Writing a fast parser

Published on September 11, 2016, last updated September 22, 2017

If performance of your Megaparsec parser is worse that you hoped, there may be ways to improve it. This short guide will instruct you what to attempt, but you should always check if you’re getting better results by profiling and benchmarking your parsers (that’s the only way to understand if you are doing the right thing when tuning performance).

  • If your parser uses a monad stack instead of plain Parsec monad (which is a monad transformer over Identity), make sure you use at least version 0.5 of transformers library, and at least version 6.0 of megaparsec. Both libraries have critical performance improvements in those versions, so you can just get better performance for free.

  • Parsec monad will be always faster then ParsecT-based monadic stacks. Avoid using StateT, WriterT, and other monad transformers unless absolutely necessary. When you have a relatively simple monad stack, for example with StateT and nothing more, performance of Megaparsec parser will be on par with Parsec.
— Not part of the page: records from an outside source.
//! Common test support utilities and fixtures
//!
//! This module provides shared functionality to reduce code duplication
//! across integration and E2E tests.

#![allow(dead_code)]

use std::{fs, path::PathBuf, process::Command};
use tempfile::TempDir;

/// Result of running a CLI command
#[derive(Debug)]
pub struct CliOutput {
    pub status: i32,
    pub stdout: String,
    pub stderr: String,
}

/// A test workspace with temporary directory and config management
pub struct Workspace {
    pub root: TempDir,
    pub config_path: PathBuf,
}

impl Default for Workspace {
    fn default() -> Self {
        Self::new()
    }
}

impl Workspace {
    /// Create a new temporary workspace
    pub fn new() -> Self {
        let root = TempDir::new().expect("Failed to create temp directory");
        let config_path = root.path().join("prs.yaml");
        Self { root, config_path }
    }

    /// Write configuration YAML to the workspace
    pub fn write_config(&self, yaml: &str) {
        fs::write(&self.config_path, yaml).expect("Failed to write config");
    }

    /// Write a file relative to the workspace root
    pub fn write_file(&self, relative: &str, content: &str) -> PathBuf {
        let path = self.root.path().join(relative);
        if let Some(parent) = path.parent() {
            fs::create_dir_all(parent).expect("Failed to create parent directory");
        }
        fs::write(&path, content).expect("Failed to write file");
        path
    }

    /// Get the workspace root path
    pub fn path(&self) -> &std::path::Path {
        self.root.path()
    }

    /// Get the config file path as string
    pub fn config_str(&self) -> &str {
        self.config_path.to_str().expect("Config path not UTF-8")
    }
}

/// Run the pr-submit binary with given arguments
///
/// `token` sets `GITHUB_TOKEN`; `None` removes it from the environment.
pub fn run_cli(args: &[&str], token: Option<&str>) -> CliOutput {
    let mut cmd = Command::new(env!("CARGO_BIN_EXE_pr-submit"));
    cmd.args(args).env_remove("PR_SUBMIT_LOG");

    match token {
        Some(token) => cmd.env("GITHUB_TOKEN", token),
        None => cmd.env_remove("GITHUB_TOKEN"),
    };

    let output = cmd.output().expect("Failed to execute pr-submit");

    CliOutput {
        status: output.status.code().unwrap_or(-1),
        stdout: String::from_utf8_lossy(&output.stdout).into_owned(),
        stderr: String::from_utf8_lossy(&output.stderr).into_owned(),
    }
}

/// Configuration with one pull request pointing at `api_url`
pub fn single_pr_config(api_url: &str) -> String {
    format!(
        r#"
api_url: {api_url}
timeout_secs: 5
pull_requests:
  - name: form-input-styling
    repository: Ryjen1/stakingDapp
    title: "feat: Enhance Form Input Styling (#14)"
    head: feature/optimize-card-layout-spacing
    body: |
      ## Enhanced Form Input Styling
"#
    )
}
The more you add to the stack, the slower it will be.

  • Backtracking is an expensive operation. Avoid building long chains of alternatives where every alternative can go deep into input before failing.

  • Do not keep your parsers polymorphic unless you really have a reason to do so. It’s best to “fix” the types of parsers specifying concrete types, such as type Parser = Parsec Void Text for every top-level definition. This way GHC will be able to optimize a lot better.
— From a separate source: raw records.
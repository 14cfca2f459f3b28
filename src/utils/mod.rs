//! Utility modules for common functionality

pub mod exit_codes;
pub mod filesystem;
pub mod validators;

// Re-export commonly used functions
pub use exit_codes::{
    exit_code_for, exit_code_for_all, exit_code_for_error, get_exit_code_description,
};
pub use filesystem::{read_body_file, resolve_relative};
//! Configuration management module

pub mod loader;
pub mod settings;

pub use loader::{Config, PullRequestEntry};
pub use settings::ClientSettings;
  • Inline generously (when it makes sense, of course). You may not believe your eyes when you see how much of a difference inlining can do, especially for short functions. This is especially true for parsers that are defined in one module and used in another one, because INLINE and INLINEABLE pragmas make GHC dump functions definitions into an interface file and this facilitates specializing (I’ve written a tutorial about this, available here).

  • Use the fast primitives such as takeWhileP, takeWhile1P, and takeP whenever you can. These are fast for Text and ByteString.

  • Avoid oneOf and noneOf preferring satisfy and notChar whenever possible.

The same parser can be written in many ways. Think about your grammar and how parsing happens, when you get some experience with this process, it will be much easier for you to see how to make your parser faster. Sometimes however, making a parser faster will also make your code less readable. If performance of your parser is not a bottleneck in the system you are building, consider preferring readability over performance.